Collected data
_ _ _ _

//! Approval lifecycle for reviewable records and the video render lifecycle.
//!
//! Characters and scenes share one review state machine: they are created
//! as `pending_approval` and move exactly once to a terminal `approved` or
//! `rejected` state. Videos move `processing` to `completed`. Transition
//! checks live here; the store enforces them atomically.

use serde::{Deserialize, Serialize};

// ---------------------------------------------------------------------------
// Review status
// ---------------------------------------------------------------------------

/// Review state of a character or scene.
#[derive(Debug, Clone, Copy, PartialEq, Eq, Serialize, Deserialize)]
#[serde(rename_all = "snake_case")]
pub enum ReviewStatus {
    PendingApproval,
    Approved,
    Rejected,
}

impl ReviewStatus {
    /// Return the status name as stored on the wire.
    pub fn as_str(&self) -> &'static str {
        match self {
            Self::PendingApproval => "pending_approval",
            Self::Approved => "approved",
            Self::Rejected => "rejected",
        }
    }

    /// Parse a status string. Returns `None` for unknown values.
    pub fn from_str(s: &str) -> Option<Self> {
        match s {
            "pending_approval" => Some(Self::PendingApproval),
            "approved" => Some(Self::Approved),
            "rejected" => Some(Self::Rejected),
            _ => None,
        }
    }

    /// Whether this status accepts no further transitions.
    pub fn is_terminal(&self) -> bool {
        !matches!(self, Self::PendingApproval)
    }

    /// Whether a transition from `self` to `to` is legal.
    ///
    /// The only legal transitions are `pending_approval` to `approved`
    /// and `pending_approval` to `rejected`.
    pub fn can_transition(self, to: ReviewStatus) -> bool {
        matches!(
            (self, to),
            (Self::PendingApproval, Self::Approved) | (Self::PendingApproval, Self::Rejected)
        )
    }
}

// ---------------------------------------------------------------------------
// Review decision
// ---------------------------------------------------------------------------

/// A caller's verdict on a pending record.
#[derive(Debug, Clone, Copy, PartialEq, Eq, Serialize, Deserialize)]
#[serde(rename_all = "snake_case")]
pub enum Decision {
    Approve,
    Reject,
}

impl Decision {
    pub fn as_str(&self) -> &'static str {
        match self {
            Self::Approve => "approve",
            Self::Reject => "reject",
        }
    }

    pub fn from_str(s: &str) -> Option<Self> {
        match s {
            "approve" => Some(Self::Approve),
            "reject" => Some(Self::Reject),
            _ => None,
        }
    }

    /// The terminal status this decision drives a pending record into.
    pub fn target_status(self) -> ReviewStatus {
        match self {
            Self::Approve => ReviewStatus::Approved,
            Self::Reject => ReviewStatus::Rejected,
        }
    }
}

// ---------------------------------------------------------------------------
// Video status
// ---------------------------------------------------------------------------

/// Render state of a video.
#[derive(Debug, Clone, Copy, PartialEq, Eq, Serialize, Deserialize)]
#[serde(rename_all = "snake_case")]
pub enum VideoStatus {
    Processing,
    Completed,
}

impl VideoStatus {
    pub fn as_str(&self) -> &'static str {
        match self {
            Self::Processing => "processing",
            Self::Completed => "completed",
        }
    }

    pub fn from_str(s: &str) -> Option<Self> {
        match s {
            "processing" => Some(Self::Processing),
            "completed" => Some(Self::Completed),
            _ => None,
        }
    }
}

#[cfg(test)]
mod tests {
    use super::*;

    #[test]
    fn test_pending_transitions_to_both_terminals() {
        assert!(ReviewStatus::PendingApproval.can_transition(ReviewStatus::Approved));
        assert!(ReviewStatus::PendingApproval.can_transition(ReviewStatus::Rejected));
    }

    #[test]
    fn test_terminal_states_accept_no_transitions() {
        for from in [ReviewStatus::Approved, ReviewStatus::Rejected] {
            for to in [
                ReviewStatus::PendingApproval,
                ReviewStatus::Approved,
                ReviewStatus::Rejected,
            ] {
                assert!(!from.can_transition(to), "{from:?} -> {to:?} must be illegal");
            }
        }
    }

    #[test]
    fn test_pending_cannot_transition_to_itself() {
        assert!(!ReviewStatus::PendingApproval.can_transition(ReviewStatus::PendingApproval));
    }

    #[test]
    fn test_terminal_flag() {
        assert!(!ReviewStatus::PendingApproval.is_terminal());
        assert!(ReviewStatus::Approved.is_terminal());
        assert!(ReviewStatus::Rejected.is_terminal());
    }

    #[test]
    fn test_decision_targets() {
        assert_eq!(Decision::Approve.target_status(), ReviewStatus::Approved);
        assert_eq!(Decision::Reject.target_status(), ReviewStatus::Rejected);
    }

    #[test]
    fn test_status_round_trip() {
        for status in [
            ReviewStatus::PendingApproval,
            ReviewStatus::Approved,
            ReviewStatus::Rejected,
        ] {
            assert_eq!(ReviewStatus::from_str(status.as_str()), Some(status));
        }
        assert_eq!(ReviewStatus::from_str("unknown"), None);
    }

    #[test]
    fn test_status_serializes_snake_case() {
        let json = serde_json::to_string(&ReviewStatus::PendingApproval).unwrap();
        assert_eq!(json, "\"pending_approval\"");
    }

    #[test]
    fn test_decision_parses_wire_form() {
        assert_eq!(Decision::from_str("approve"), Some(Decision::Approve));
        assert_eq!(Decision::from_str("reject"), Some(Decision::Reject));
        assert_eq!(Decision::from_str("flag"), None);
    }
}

_ _ _ _

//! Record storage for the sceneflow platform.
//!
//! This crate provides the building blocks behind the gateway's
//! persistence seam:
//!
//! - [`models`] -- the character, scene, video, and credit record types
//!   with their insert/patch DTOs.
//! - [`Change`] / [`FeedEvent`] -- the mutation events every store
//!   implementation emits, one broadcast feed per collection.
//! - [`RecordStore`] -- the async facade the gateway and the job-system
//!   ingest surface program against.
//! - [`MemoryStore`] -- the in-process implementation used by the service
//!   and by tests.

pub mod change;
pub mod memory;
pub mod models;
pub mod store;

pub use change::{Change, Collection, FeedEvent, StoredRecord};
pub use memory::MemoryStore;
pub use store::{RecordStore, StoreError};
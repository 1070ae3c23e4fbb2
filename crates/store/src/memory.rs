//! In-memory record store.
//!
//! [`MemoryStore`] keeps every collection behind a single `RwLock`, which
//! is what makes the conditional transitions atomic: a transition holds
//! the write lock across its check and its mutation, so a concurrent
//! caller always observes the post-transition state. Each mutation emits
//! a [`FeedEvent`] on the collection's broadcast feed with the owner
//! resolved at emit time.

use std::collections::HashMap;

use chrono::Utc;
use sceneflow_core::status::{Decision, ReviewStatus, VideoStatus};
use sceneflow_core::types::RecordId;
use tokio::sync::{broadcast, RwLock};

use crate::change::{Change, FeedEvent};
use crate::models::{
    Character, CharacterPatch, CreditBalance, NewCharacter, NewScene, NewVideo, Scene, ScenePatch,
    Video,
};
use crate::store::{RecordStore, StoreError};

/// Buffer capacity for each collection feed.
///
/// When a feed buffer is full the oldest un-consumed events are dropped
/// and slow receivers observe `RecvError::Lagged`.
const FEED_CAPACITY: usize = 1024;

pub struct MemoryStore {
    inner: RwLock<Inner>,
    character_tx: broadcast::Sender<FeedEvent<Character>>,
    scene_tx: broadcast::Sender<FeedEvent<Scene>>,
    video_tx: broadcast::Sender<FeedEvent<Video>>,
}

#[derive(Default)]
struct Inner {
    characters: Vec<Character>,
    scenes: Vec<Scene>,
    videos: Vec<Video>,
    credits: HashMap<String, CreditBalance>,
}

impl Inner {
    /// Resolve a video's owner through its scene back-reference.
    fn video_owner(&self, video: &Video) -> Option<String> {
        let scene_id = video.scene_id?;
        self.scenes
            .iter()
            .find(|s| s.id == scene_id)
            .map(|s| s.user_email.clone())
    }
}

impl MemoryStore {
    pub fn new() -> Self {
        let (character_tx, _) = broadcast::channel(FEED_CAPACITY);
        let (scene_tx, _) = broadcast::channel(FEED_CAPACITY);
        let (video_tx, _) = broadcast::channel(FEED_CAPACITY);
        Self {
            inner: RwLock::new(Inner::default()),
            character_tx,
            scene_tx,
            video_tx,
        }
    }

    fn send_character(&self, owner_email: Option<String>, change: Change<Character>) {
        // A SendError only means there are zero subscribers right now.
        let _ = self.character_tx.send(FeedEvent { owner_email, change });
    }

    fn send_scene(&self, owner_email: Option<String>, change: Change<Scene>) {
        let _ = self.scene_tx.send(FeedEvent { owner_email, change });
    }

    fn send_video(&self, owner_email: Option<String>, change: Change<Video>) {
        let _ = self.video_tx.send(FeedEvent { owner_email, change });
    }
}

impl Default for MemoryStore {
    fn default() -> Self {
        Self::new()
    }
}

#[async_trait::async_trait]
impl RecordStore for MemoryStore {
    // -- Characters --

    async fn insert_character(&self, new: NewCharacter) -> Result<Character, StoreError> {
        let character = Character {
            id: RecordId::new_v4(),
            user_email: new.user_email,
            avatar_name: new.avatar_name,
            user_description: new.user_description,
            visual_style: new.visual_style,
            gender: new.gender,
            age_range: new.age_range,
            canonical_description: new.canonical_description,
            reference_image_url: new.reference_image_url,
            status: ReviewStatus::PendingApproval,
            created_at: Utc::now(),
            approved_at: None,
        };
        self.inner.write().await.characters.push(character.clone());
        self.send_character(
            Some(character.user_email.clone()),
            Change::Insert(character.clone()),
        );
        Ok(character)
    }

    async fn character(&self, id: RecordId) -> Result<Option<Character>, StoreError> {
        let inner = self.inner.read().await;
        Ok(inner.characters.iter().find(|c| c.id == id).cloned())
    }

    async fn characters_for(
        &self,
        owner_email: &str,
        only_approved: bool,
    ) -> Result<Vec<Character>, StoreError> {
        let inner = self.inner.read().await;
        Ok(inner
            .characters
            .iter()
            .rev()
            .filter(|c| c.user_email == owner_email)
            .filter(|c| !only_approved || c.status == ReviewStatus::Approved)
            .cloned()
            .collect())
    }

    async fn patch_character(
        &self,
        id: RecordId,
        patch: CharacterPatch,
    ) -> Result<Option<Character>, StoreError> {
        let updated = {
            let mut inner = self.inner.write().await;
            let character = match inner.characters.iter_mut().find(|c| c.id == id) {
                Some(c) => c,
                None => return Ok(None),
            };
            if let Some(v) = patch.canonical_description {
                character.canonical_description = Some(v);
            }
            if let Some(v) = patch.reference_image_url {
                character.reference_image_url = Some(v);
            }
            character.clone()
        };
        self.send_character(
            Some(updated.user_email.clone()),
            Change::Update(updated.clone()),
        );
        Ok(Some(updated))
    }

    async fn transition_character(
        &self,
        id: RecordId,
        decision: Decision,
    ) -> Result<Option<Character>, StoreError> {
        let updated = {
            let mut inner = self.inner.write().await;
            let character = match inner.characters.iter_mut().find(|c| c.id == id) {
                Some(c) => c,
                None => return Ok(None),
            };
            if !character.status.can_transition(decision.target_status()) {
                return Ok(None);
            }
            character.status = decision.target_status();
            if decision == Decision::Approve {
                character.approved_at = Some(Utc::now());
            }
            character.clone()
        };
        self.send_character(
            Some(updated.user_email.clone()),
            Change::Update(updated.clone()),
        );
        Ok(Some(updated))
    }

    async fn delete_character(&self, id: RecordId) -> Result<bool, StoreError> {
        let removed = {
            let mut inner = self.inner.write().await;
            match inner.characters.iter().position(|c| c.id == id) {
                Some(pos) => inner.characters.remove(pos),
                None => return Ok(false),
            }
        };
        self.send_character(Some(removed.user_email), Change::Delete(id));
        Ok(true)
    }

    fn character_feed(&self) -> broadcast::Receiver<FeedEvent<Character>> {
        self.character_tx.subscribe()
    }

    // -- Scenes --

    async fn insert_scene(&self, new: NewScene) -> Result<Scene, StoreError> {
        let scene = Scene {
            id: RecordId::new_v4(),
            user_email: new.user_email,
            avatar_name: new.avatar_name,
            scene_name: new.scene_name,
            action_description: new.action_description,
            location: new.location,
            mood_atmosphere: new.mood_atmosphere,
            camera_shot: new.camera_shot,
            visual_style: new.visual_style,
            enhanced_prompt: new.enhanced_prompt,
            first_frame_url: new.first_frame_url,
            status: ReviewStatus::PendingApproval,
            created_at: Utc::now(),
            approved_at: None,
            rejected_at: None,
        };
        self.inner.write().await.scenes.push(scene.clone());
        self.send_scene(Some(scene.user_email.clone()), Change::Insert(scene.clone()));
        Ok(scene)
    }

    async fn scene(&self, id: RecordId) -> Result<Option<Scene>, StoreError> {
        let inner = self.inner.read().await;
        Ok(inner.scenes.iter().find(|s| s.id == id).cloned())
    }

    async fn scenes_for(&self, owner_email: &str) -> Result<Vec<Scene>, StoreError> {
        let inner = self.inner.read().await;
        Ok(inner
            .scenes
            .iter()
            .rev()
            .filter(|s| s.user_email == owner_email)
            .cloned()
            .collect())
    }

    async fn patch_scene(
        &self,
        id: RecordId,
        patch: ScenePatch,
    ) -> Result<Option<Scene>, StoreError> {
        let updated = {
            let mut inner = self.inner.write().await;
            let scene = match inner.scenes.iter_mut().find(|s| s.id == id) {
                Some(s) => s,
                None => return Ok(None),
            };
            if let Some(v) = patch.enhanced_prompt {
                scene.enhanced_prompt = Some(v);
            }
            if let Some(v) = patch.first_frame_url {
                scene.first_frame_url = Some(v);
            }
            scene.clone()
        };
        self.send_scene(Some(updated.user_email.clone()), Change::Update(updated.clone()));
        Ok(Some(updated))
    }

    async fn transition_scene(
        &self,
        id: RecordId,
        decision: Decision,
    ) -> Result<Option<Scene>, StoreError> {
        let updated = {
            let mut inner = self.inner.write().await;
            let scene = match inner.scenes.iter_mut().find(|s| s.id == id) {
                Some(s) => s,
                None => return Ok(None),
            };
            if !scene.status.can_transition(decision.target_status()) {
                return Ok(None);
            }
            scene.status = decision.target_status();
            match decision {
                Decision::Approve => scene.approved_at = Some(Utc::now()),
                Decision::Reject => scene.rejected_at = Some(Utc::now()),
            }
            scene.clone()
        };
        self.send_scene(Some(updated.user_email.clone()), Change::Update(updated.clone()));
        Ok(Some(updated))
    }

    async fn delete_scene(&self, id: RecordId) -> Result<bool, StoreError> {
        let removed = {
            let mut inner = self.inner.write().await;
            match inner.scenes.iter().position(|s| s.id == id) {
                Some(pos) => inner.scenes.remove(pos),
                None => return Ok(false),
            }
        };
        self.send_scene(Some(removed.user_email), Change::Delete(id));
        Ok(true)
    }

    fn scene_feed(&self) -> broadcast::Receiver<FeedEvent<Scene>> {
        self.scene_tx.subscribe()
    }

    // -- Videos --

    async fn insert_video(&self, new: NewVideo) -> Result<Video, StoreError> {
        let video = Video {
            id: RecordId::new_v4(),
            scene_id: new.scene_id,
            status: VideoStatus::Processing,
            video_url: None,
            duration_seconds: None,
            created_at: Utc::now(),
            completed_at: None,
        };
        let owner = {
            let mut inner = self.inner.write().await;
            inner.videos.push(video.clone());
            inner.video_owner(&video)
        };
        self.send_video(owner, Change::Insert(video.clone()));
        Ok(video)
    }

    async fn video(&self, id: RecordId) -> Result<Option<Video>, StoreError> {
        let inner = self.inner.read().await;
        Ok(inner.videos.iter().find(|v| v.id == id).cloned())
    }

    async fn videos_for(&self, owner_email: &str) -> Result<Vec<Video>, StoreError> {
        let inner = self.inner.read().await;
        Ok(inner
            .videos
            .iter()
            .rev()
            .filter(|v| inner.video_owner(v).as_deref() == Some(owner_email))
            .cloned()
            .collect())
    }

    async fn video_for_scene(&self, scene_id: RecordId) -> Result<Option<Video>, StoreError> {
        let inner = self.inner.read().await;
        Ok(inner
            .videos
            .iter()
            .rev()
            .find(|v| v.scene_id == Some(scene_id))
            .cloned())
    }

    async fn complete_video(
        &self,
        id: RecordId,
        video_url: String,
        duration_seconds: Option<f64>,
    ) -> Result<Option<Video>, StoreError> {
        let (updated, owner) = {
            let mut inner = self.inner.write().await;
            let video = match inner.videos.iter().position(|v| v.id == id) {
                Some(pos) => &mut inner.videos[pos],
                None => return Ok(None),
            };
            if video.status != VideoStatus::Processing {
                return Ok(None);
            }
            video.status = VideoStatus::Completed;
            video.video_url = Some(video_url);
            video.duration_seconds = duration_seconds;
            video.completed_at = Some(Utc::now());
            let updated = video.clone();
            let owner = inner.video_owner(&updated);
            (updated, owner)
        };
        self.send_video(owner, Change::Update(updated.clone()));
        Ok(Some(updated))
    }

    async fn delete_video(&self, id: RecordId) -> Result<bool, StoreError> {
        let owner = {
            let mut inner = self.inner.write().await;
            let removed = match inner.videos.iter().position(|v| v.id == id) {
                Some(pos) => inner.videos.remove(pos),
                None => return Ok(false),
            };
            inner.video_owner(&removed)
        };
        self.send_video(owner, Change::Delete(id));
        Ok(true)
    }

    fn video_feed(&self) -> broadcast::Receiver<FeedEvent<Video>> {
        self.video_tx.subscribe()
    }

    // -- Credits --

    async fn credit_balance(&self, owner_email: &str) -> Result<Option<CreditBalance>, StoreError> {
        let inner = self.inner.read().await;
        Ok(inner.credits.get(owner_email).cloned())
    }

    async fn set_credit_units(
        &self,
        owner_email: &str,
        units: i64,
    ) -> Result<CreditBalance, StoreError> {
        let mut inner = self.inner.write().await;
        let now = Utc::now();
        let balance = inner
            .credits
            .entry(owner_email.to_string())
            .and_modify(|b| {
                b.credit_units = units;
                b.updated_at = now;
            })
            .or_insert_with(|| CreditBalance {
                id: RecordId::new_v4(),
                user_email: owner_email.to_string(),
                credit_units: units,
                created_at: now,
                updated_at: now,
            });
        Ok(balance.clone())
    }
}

_ _ _ _

## Problem to solve
Look through the entries above. Copy out every line holding the word "removed".

## Written response
        let removed = {
        self.send_character(Some(removed.user_email), Change::Delete(id));
        let removed = {
        self.send_scene(Some(removed.user_email), Change::Delete(id));
            let removed = match inner.videos.iter().position(|v| v.id == id) {
            inner.video_owner(&removed)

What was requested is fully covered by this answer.